Woman with a Lute, Johannes Vermeer
Lured by the prospect of a lecture on Johannes Vermeer, I visited the Norton Simon Museum for the first time on Saturday. The lecture wasn’t until 4 so Michelle and I drove up early and had our monthly writer’s meeting there in the Garden Cafe right next to a waterlily pond reminiscent of Monet’s painting. After our meeting, we strolled through the sculpture garden fascinated by Henry Moore’s abstract and organic shapes, and visited the Impressionist gallery. I didn’t know that Degas sculpted–there was an intriguing collection of ballet dancer figures in various moods and poses, but the main attraction for me was the Vermeer, Woman with a Lute–my first time viewing an original Vermeer. Among the Dutch genre painters, his luminous paintings giving peeks into private moments are my favorites.
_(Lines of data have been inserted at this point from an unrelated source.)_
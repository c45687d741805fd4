use std::process::Command;

#[test]
fn simulate_json_owns_stdout() {
    let out = Command::new(env!("CARGO_BIN_EXE_festslot"))
        .args(["--seed", "json-report", "simulate", "--spins", "3", "--json"])
        .env("RUST_LOG", "info")
        .env_remove("FESTSLOT_VARIANT")
        .env_remove("FESTSLOT_TIMING")
        .output()
        .expect("run festslot");
    assert!(out.status.success());

    let report: serde_json::Value =
        serde_json::from_slice(&out.stdout).expect("stdout is a single JSON document");
    assert_eq!(report["spins"], 3);
    assert_eq!(report["wagered"], 30);
    assert_eq!(report["variant"], "festival");

    // the per-spin log lines still exist, just not on stdout
    let logs = String::from_utf8_lossy(&out.stderr);
    assert!(logs.contains("spin accepted"));
}

#[test]
fn simulate_text_report_is_one_line() {
    let out = Command::new(env!("CARGO_BIN_EXE_festslot"))
        .args(["--variant", "arcade", "--seed", "text", "simulate", "--spins", "2"])
        .env("RUST_LOG", "debug")
        .output()
        .expect("run festslot");
    assert!(out.status.success());
    let stdout = String::from_utf8_lossy(&out.stdout);
    let lines: Vec<&str> = stdout.lines().collect();
    assert_eq!(lines.len(), 1);
    assert!(lines[0].starts_with("variant=Arcade spins=2 wagered=20"));
}
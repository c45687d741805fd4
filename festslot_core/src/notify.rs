use festslot_shared::{Notification, NotificationVariant};
use tokio::sync::mpsc;
use tracing::{info, warn};

/// Receives toast-style messages. Rendering and dismissal belong to the
/// implementation.
pub trait Notifier: Send + Sync {
    fn notify(&self, notification: Notification);
}

/// Forwards into a channel; the receiving end is usually a front end loop.
#[derive(Clone)]
pub struct ChannelNotifier {
    tx: mpsc::UnboundedSender<Notification>,
}

impl ChannelNotifier {
    pub fn channel() -> (Self, mpsc::UnboundedReceiver<Notification>) {
        let (tx, rx) = mpsc::unbounded_channel();
        (Self { tx }, rx)
    }
}

impl Notifier for ChannelNotifier {
    fn notify(&self, notification: Notification) {
        // receiver gone means nobody is rendering; nothing to do
        let _ = self.tx.send(notification);
    }
}

pub struct LogNotifier;

impl Notifier for LogNotifier {
    fn notify(&self, n: Notification) {
        match n.variant {
            NotificationVariant::Default => info!(title = %n.title, "{}", n.description),
            NotificationVariant::Destructive => warn!(title = %n.title, "{}", n.description),
        }
    }
}

#[cfg(test)]
mod tests {
    use super::*;

    #[test]
    fn channel_delivers_in_order() {
        let (notifier, mut rx) = ChannelNotifier::channel();
        notifier.notify(Notification::credits_added(100));
        notifier.notify(Notification::winner(50));
        assert_eq!(rx.try_recv().unwrap().title, "Credits Added");
        assert_eq!(rx.try_recv().unwrap().title, "Winner!");
    }

    #[test]
    fn closed_channel_is_ignored() {
        let (notifier, rx) = ChannelNotifier::channel();
        drop(rx);
        notifier.notify(Notification::insufficient_credits(10));
    }
}
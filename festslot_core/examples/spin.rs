use std::sync::Arc;

use festslot_core::{
    ChannelNotifier, MachineConfig, SeededRandom, SilentAudio, SlotMachine, TimingConfig,
    Variant,
};

#[tokio::main]
async fn main() {
    // Example end-to-end spin with a replayable seed
    let rng = SeededRandom::new("example-seed");
    println!("seed={}", rng.seed());

    let config = MachineConfig::for_variant(Variant::Festival).with_timing(TimingConfig::turbo());
    let (notifier, mut notes) = ChannelNotifier::channel();
    let machine = SlotMachine::new(config, Box::new(rng), Arc::new(notifier), Arc::new(SilentAudio));

    match machine.spin() {
        Ok(ticket) => match ticket.settled().await {
            Ok(outcome) => println!(
                "centers={:?} payout={} balance={}",
                outcome.centers(),
                outcome.payout(),
                outcome.balance
            ),
            Err(e) => println!("spin failed: {e}"),
        },
        Err(e) => println!("spin rejected: {e}"),
    }
    while let Ok(n) = notes.try_recv() {
        println!("[{}] {}", n.title, n.description);
    }
}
The lecture, Vermeer Women: Discreet Objects of Desire, was given by Walter Liedtke, Curator of European Paintings at the Metropolitan Museum of Art. He gave a fascinating presentation and was so passionately involved in his subject that what was supposed to be an hour’s lecture turned into an hour and 45 minutes. I was surprised to learn that Vermeer self-edited his paintings as he worked on them. I always think painters know exactly what they’re aiming for when painting and the work goes down perfectly composed, but even while composing a painting, the painter makes a multitude of creative decisions and changes his mind with the flow of his thoughts–just like a writer.
After the lecture, there were refreshments in the reception lobby–a delicious white wine, canapes and cookies. Michelle and I decided we’d have our writer’s meeting once a year at the Norton Simon–a jewel of a museum.